DatabasesIntermediateguidePart 1 of 8 in Database Sharding Mastery

Database Sharding Part 1: The Vertical Ceiling

When should you stop buying bigger servers? Learn to identify the physical limits of vertical scaling and why sharding is your last resort.

Sachin Sarawgi•April 20, 2026•5 min read•5 minute lesson

#database-scaling #sharding #performance #architecture

On This PageOpen

The Physical Limits of Hardware
The I/O Bottleneck
The Operational Nightmare
1. The Vacuuming Problem
2. The Index Rebuild
3. The Backup and Restore Window
The Concurrency Bottleneck (Latch Contention)
When is Sharding the Answer?

Database Sharding Part 1: The Vertical Ceiling

In the early days of a startup, database scaling is a solved problem. You go into the AWS RDS or GCP Cloud SQL console, select a larger instance type, click "Modify," and your application is suddenly fast again.

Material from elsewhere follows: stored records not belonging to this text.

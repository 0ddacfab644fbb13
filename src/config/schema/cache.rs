use serde::{Deserialize, Serialize};
use std::time::Duration;

#[derive(Debug, Clone, Copy, PartialEq, Eq, Serialize, Deserialize, Default)]
#[serde(rename_all = "lowercase")]
pub enum CacheBackend {
    /// In-process map, lost on restart.
    #[default]
    Memory,
    /// Shared Redis instance at `url`.
    Redis,
    /// No caching; every stage recomputes.
    None,
}

#[derive(Debug, Clone, Serialize, Deserialize)]
pub struct CacheConfig {
    #[serde(default)]
    pub backend: CacheBackend,
    /// Connection string for the redis backend
    #[serde(default = "default_cache_url")]
    pub url: String,
    /// TTL for grammar/detection/plagiarism entries (default: 3600s)
    #[serde(default = "default_ttl_secs")]
    pub default_ttl_secs: u64,
    /// TTL for humanization entries (default: 1800s)
    #[serde(default = "default_humanize_ttl_secs")]
    pub humanize_ttl_secs: u64,
    /// Upper bound on a single get/set round trip (default: 250ms)
    #[serde(default = "default_op_timeout_ms")]
    pub op_timeout_ms: u64,
    #[serde(default = "default_key_prefix")]
    pub key_prefix: String,
    /// Entry cap for the memory backend
    #[serde(default = "default_max_entries")]
    pub max_entries: usize,
}

fn default_cache_url() -> String {
    "redis://127.0.0.1:6379".into()
}

fn default_ttl_secs() -> u64 {
    3600
}

fn default_humanize_ttl_secs() -> u64 {
    1800
}

fn default_op_timeout_ms() -> u64 {
    250
}

fn default_key_prefix() -> String {
    "humanizer".into()
}

fn default_max_entries() -> usize {
    10_000
}

impl CacheConfig {
    pub fn default_ttl(&self) -> Duration {
        Duration::from_secs(self.default_ttl_secs)
    }

    pub fn humanize_ttl(&self) -> Duration {
        Duration::from_secs(self.humanize_ttl_secs)
    }

    pub fn op_timeout(&self) -> Duration {
        Duration::from_millis(self.op_timeout_ms)
    }
}

impl Default for CacheConfig {
    fn default() -> Self {
        Self {
            backend: CacheBackend::default(),
            url: default_cache_url(),
            default_ttl_secs: default_ttl_secs(),
            humanize_ttl_secs: default_humanize_ttl_secs(),
            op_timeout_ms: default_op_timeout_ms(),
            key_prefix: default_key_prefix(),
            max_entries: default_max_entries(),
        }
    }
}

This process—scaling by adding more CPU, RAM, and Disk I/O to a single machine—is known as Vertical Scaling.

Vertical scaling is glorious. It requires zero application code changes, zero migration downtime (with modern failover), and preserves the beautiful, monolithic ACID guarantees of your relational database. But eventually, every hyper-growth application hits a physical limit. We call this the Vertical Ceiling.

In Part 1 of this series, we will dissect the physical, architectural, and operational ceilings of single-node databases, and define exactly when you must abandon vertical scaling and embrace sharding.

The Physical Limits of Hardware

You might think, "I'll just keep buying bigger servers." But the cloud providers have limits.

As of this writing, if you attempt to scale a PostgreSQL database on AWS, the largest instance you can provision (like a db.x2iedn.32xlarge) tops out at 128 vCPUs and 4,096 GiB of RAM.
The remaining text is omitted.